The Merger Problem. The HSC held that the
circuit court erred in failing to instruct the jury about the merger of the felon-in-possession
and the place-to-keep offenses. “When the same conduct of a defendant may
establish an element of more than one offense, the defendant may be prosecuted
for each offense of which such conduct is an element.” HRS § 701-109(1). The defendant
may not, however “be convicted of more than one offense if . . . [t]he offense
is defined as a continuing course of conduct and the defendant’s course of
conduct was uninterrupted, unless the law provides that specific periods of
conduct constitute separate offenses.” HRS § 701-109(1)(e).
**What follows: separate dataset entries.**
//! Efficiency command - selected fraction per redshift bin.

use std::path::PathBuf;

use colored::Colorize;
use lcsift::{Pipeline, Rule, RuleSet};

use super::{fmt_value, load_catalog, load_config};

pub fn run(
    catalog_path: PathBuf,
    rules: Option<PathBuf>,
    json_output: bool,
    config: Option<PathBuf>,
) -> Result<(), Box<dyn std::error::Error>> {
    let pipeline = Pipeline::new(load_config(config)?);
    let catalog = load_catalog(&catalog_path)?;
    let rules = match rules {
        Some(path) => RuleSet::from_csv_path(&path)?,
        None => RuleSet::new(vec![Rule::new("sel", "==", "1", "int")]),
    };

    let bins = pipeline.efficiency(&catalog, &rules)?;

    if json_output {
        println!("{}", serde_json::to_string_pretty(&bins)?);
        return Ok(());
    }

    println!(
        "{}",
        format!(
            "{:>9} {:>9} {:>8} {:>8} {:>9}",
            "z_low", "z_high", "total", "selected", "eff"
        )
        .yellow()
        .bold()
    );
    for bin in &bins {
        println!(
            "{} {} {:>8} {:>8} {}",
            fmt_value(bin.z_low),
            fmt_value(bin.z_high),
            bin.total,
            bin.selected,
            fmt_value(bin.efficiency)
        );
    }
    Ok(())
}
//! Scalar values and their declared types.

use std::fmt;
use std::str::FromStr;

use serde::{Deserialize, Serialize};

use crate::error::ConfigError;

/// Declared type of a column or a rule threshold.
#[derive(Debug, Clone, Copy, PartialEq, Eq, Hash, Serialize, Deserialize)]
#[serde(rename_all = "snake_case")]
pub enum ValueType {
    /// Whole numbers.
    Int,
    /// Floating-point numbers.
    Float,
    /// Text values.
    Str,
    /// Boolean values.
    Bool,
}

impl ValueType {
    /// Returns true if this type is numeric.
    pub fn is_numeric(&self) -> bool {
        matches!(self, ValueType::Int | ValueType::Float)
    }

    /// Coerce a threshold literal into a typed value.
    pub fn coerce(&self, literal: &str) -> Result<Value, ConfigError> {
        let trimmed = literal.trim();
        let failed = || ConfigError::Coercion {
            literal: literal.to_string(),
            target: self.to_string(),
        };

        match self {
            ValueType::Int => trimmed.parse::<i64>().map(Value::Int).map_err(|_| failed()),
            ValueType::Float => trimmed.parse::<f64>().map(Value::Float).map_err(|_| failed()),
            ValueType::Str => Ok(Value::Str(literal.to_string())),
            ValueType::Bool => parse_bool(trimmed).map(Value::Bool).ok_or_else(failed),
        }
    }
}

impl FromStr for ValueType {
    type Err = ConfigError;

    fn from_str(s: &str) -> Result<Self, Self::Err> {
        match s.trim().to_lowercase().as_str() {
            "int" | "integer" => Ok(ValueType::Int),
            "float" | "double" => Ok(ValueType::Float),
            "str" | "string" => Ok(ValueType::Str),
            "bool" | "boolean" => Ok(ValueType::Bool),
            _ => Err(ConfigError::UnknownType(s.to_string())),
        }
    }
}

impl fmt::Display for ValueType {
    fn fmt(&self, f: &mut fmt::Formatter<'_>) -> fmt::Result {
        match self {
            ValueType::Int => write!(f, "int"),
            ValueType::Float => write!(f, "float"),
            ValueType::Str => write!(f, "str"),
            ValueType::Bool => write!(f, "bool"),
        }
    }
}

/// Parse the boolean spellings found in catalog files.
pub(crate) fn parse_bool(s: &str) -> Option<bool> {
    match s {
        "true" | "True" | "TRUE" => Some(true),
        "false" | "False" | "FALSE" => Some(false),
        _ => None,
    }
}

/// A single cell or metadata value.
#[derive(Debug, Clone, PartialEq, Serialize, Deserialize)]
#[serde(untagged)]
pub enum Value {
    Bool(bool),
    Int(i64),
    Float(f64),
    Str(String),
}

impl Value {
    /// The type of this value.
    pub fn value_type(&self) -> ValueType {
        match self {
            Value::Int(_) => ValueType::Int,
            Value::Float(_) => ValueType::Float,
            Value::Str(_) => ValueType::Str,
            Value::Bool(_) => ValueType::Bool,
        }
    }

    /// Numeric view of the value, if it is numeric.
    pub fn as_f64(&self) -> Option<f64> {
        match self {
            Value::Int(v) => Some(*v as f64),
            Value::Float(v) => Some(*v),
            _ => None,
        }
    }

    /// String view of the value, if it is a string.
    pub fn as_str(&self) -> Option<&str> {
        match self {
            Value::Str(s) => Some(s),
            _ => None,
        }
    }
}

impl fmt::Display for Value {
    fn fmt(&self, f: &mut fmt::Formatter<'_>) -> fmt::Result {
        match self {
            Value::Int(v) => write!(f, "{}", v),
            Value::Float(v) => write!(f, "{:?}", v),
            Value::Str(v) => write!(f, "{}", v),
            Value::Bool(v) => write!(f, "{}", v),
        }
    }
}

impl From<i64> for Value {
    fn from(v: i64) -> Self {
        Value::Int(v)
    }
}

impl From<f64> for Value {
    fn from(v: f64) -> Self {
        Value::Float(v)
    }
}

impl From<bool> for Value {
    fn from(v: bool) -> Self {
        Value::Bool(v)
    }
}

impl From<&str> for Value {
    fn from(v: &str) -> Self {
        Value::Str(v.to_string())
    }
}

impl From<String> for Value {
    fn from(v: String) -> Self {
        Value::Str(v)
    }
}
In other words when
“(1) there is but one intention, one general impulse, and one plan, (2) the two
offenses are part and parcel of a continuing and uninterrupted course of
conduct, and (3) the law does not provide that specific periods of conduct
constitute separate offenses” they merge. State v. Hoey, 77 Hawaii 17,
38, 881 P.2d 504, 525 (1994).
When a crime may be
charged a continuous offense hinges on whether the statute precludes a
continuous offense and whether the elements of the offense constitute a
continuous, unlawful act or series of acts, however long a time the act or acts
may occur. State v. DeCoite, 132 Hawaii 436, 438, 323 P.3d 80, 82
(2014). Put differently, the HSC held that this test involves two prongs:
first, whether the statutory language prohibits charging the offense as a
continuing offense, and second, whether an element of the offense can extend beyond
isolated moments.
Here, the HSC held that
both the felon in possession and place to keep offenses were continuous
offenses. See State v. Matias, 102 Hawaii 300, 306, 76 P.3d 1191, 1197
(2003). Both offenses arose out the same elemental conduct—“what the defendant
did with the object, namely, possess[ed] it.” State v. Frisbee, 114
Hawaii 76, 83, 156 P.3d 1182, 1189 (2007).
Merger Instructions are
Required. And
so because the offenses can be charged as continuous offenses, the jury was
required to determine if it was “one intention, one general impulse, and one
plan.” State v. Matias, 102 Hawaii at 305, 75 P.3d at 1196; State v.
Hoey, 77 Hawaii at 38, 881 P.2d at 525.
The HSC disagreed with the
ICA’s analysis that the two offenses arose from separate and distinct factual
circumstances. According to the ICA, the felon-in-possession offense was
completed before Lavoie left his home on the day of the shooting. The place-to-keep
offense occurred separately when he left the rifle in his car. The HSC held
that it was incorrect two reasons. Contrary to its own unpublished opinion in State
v. Stangel, these offenses can be charged as continuous offenses. Secondly,
it was not up to the ICA or the circuit court to determine when the offense is
completed:
In
this case, the jury was responsible for determining whether the place to keep
and felon in possession offenses were factually separate and distinct and
whether there was but one intention, one general impulse, and one plan, not the
court. Trial courts are not tasked with making factual findings regarding when each
offense occurred or whether the defendant’s conduct constitutes “an
uninterrupted continuous course of conduct”; the jury must make such
determination.
Therefore, on remand the
circuit court must include a merger instruction and special interrogatory.